Directions — Every entry below must appear again, exactly as written.

Extracted information —
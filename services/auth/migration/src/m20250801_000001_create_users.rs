use sea_orm_migration::prelude::*;

#[derive(DeriveMigrationName)]
pub struct Migration;

#[async_trait::async_trait]
impl MigrationTrait for Migration {
    async fn up(&self, manager: &SchemaManager) -> Result<(), DbErr> {
        manager
            .create_table(
                Table::create()
                    .table(Users::Table)
                    .if_not_exists()
                    .col(ColumnDef::new(Users::Id).uuid().not_null().primary_key())
                    .col(ColumnDef::new(Users::Email).string().not_null().unique_key())
                    .col(
                        ColumnDef::new(Users::CreatedAt)
                            .timestamp_with_time_zone()
                            .not_null()
                            .default(Expr::current_timestamp()),
                    )
                    .to_owned(),
            )
            .await
    }

    async fn down(&self, manager: &SchemaManager) -> Result<(), DbErr> {
        manager
            .drop_table(Table::drop().table(Users::Table).to_owned())
            .await
    }
}

#[derive(Iden)]
enum Users {
    Table,
    Id,
    Email,
    CreatedAt,
}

Answer space —
filename services/auth/migration/src/m20250801_000001_create_users.rs
use sea_orm_migration::prelude::*;

#[derive(DeriveMigrationName)]
pub struct Migration;

#[async_trait::async_trait]
impl MigrationTrait for Migration {
    async fn up(&self, manager: &SchemaManager) -> Result<(), DbErr> {
        manager
            .create_table(
                Table::create()
                    .table(Users::Table)
                    .if_not_exists()
                    .col(ColumnDef::new(Users::Id).uuid().not_null().primary_key())
                    .col(ColumnDef::new(Users::Email).string().not_null().unique_key())
                    .col(
                        ColumnDef::new(Users::CreatedAt)
                            .timestamp_with_time_zone()
                            .not_null()
                            .default(Expr::current_timestamp()),
                    )
                    .to_owned(),
            )
            .await
    }

    async fn down(&self, manager: &SchemaManager) -> Result<(), DbErr> {
        manager
            .drop_table(Table::drop().table(Users::Table).to_owned())
            .await
    }
}

#[derive(Iden)]
enum Users {
    Table,
    Id,
    Email,
    CreatedAt,
}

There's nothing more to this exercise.